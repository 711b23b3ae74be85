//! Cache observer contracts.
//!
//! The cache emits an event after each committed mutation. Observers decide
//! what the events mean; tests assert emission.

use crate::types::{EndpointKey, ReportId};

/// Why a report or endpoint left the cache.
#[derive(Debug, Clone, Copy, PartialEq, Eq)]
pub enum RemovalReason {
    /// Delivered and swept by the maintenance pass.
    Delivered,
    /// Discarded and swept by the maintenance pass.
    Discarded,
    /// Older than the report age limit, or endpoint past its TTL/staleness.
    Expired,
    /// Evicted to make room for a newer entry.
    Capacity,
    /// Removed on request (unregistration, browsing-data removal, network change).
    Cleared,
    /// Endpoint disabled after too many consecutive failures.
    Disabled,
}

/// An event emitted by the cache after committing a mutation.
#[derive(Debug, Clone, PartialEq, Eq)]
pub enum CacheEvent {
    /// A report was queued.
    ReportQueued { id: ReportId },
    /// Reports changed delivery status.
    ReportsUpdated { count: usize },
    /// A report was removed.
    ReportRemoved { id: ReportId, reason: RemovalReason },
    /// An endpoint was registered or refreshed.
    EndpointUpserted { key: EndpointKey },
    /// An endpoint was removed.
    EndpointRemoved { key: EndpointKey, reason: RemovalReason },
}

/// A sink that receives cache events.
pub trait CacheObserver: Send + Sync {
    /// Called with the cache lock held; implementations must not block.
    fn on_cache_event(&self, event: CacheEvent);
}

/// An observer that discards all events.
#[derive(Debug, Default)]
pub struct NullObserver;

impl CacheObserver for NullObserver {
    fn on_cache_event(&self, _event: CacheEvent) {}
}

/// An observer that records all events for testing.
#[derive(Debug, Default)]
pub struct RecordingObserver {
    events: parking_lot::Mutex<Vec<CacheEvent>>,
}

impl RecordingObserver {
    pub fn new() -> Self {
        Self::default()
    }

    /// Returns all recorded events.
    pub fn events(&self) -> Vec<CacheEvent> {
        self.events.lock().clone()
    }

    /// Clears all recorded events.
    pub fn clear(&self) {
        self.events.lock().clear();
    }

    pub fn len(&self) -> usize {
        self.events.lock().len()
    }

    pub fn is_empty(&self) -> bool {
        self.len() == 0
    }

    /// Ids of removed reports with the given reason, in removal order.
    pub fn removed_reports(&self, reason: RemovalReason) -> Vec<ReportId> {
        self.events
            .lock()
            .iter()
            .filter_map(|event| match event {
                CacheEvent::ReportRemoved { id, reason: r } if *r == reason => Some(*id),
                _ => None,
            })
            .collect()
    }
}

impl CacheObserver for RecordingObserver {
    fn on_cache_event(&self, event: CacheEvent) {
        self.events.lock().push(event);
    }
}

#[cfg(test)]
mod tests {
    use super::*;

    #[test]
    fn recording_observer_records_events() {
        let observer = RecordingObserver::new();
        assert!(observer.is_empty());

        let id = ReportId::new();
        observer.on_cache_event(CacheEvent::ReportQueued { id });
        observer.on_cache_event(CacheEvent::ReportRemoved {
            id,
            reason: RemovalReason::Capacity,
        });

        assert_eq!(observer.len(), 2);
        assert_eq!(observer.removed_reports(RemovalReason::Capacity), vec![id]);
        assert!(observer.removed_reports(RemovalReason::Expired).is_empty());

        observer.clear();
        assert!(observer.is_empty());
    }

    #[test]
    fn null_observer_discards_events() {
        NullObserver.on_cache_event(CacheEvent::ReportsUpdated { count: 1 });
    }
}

---+---

Assigned task: Repeat the whole listing exactly, keeping every line intact.

Answer to the problem:
repository 711b23b3ae74be85
//! Cache observer contracts.
//!
//! The cache emits an event after each committed mutation. Observers decide
//! what the events mean; tests assert emission.

use crate::types::{EndpointKey, ReportId};

/// Why a report or endpoint left the cache.
#[derive(Debug, Clone, Copy, PartialEq, Eq)]
pub enum RemovalReason {
    /// Delivered and swept by the maintenance pass.
    Delivered,
    /// Discarded and swept by the maintenance pass.
    Discarded,
    /// Older than the report age limit, or endpoint past its TTL/staleness.
    Expired,
    /// Evicted to make room for a newer entry.
    Capacity,
    /// Removed on request (unregistration, browsing-data removal, network change).
    Cleared,
    /// Endpoint disabled after too many consecutive failures.
    Disabled,
}

/// An event emitted by the cache after committing a mutation.
#[derive(Debug, Clone, PartialEq, Eq)]
pub enum CacheEvent {
    /// A report was queued.
    ReportQueued { id: ReportId },
    /// Reports changed delivery status.
    ReportsUpdated { count: usize },
    /// A report was removed.
    ReportRemoved { id: ReportId, reason: RemovalReason },
    /// An endpoint was registered or refreshed.
    EndpointUpserted { key: EndpointKey },
    /// An endpoint was removed.
    EndpointRemoved { key: EndpointKey, reason: RemovalReason },
}

/// A sink that receives cache events.
pub trait CacheObserver: Send + Sync {
    /// Called with the cache lock held; implementations must not block.
    fn on_cache_event(&self, event: CacheEvent);
}

/// An observer that discards all events.
#[derive(Debug, Default)]
pub struct NullObserver;

impl CacheObserver for NullObserver {
    fn on_cache_event(&self, _event: CacheEvent) {}
}

/// An observer that records all events for testing.
#[derive(Debug, Default)]
pub struct RecordingObserver {
    events: parking_lot::Mutex<Vec<CacheEvent>>,
}

impl RecordingObserver {
    pub fn new() -> Self {
        Self::default()
    }

    /// Returns all recorded events.
    pub fn events(&self) -> Vec<CacheEvent> {
        self.events.lock().clone()
    }

    /// Clears all recorded events.
    pub fn clear(&self) {
        self.events.lock().clear();
    }

    pub fn len(&self) -> usize {
        self.events.lock().len()
    }

    pub fn is_empty(&self) -> bool {
        self.len() == 0
    }

    /// Ids of removed reports with the given reason, in removal order.
    pub fn removed_reports(&self, reason: RemovalReason) -> Vec<ReportId> {
        self.events
            .lock()
            .iter()
            .filter_map(|event| match event {
                CacheEvent::ReportRemoved { id, reason: r } if *r == reason => Some(*id),
                _ => None,
            })
            .collect()
    }
}

impl CacheObserver for RecordingObserver {
    fn on_cache_event(&self, event: CacheEvent) {
        self.events.lock().push(event);
    }
}

#[cfg(test)]
mod tests {
    use super::*;

    #[test]
    fn recording_observer_records_events() {
        let observer = RecordingObserver::new();
        assert!(observer.is_empty());

        let id = ReportId::new();
        observer.on_cache_event(CacheEvent::ReportQueued { id });
        observer.on_cache_event(CacheEvent::ReportRemoved {
            id,
            reason: RemovalReason::Capacity,
        });

        assert_eq!(observer.len(), 2);
        assert_eq!(observer.removed_reports(RemovalReason::Capacity), vec![id]);
        assert!(observer.removed_reports(RemovalReason::Expired).is_empty());

        observer.clear();
        assert!(observer.is_empty());
    }

    #[test]
    fn null_observer_discards_events() {
        NullObserver.on_cache_event(CacheEvent::ReportsUpdated { count: 1 });
    }
}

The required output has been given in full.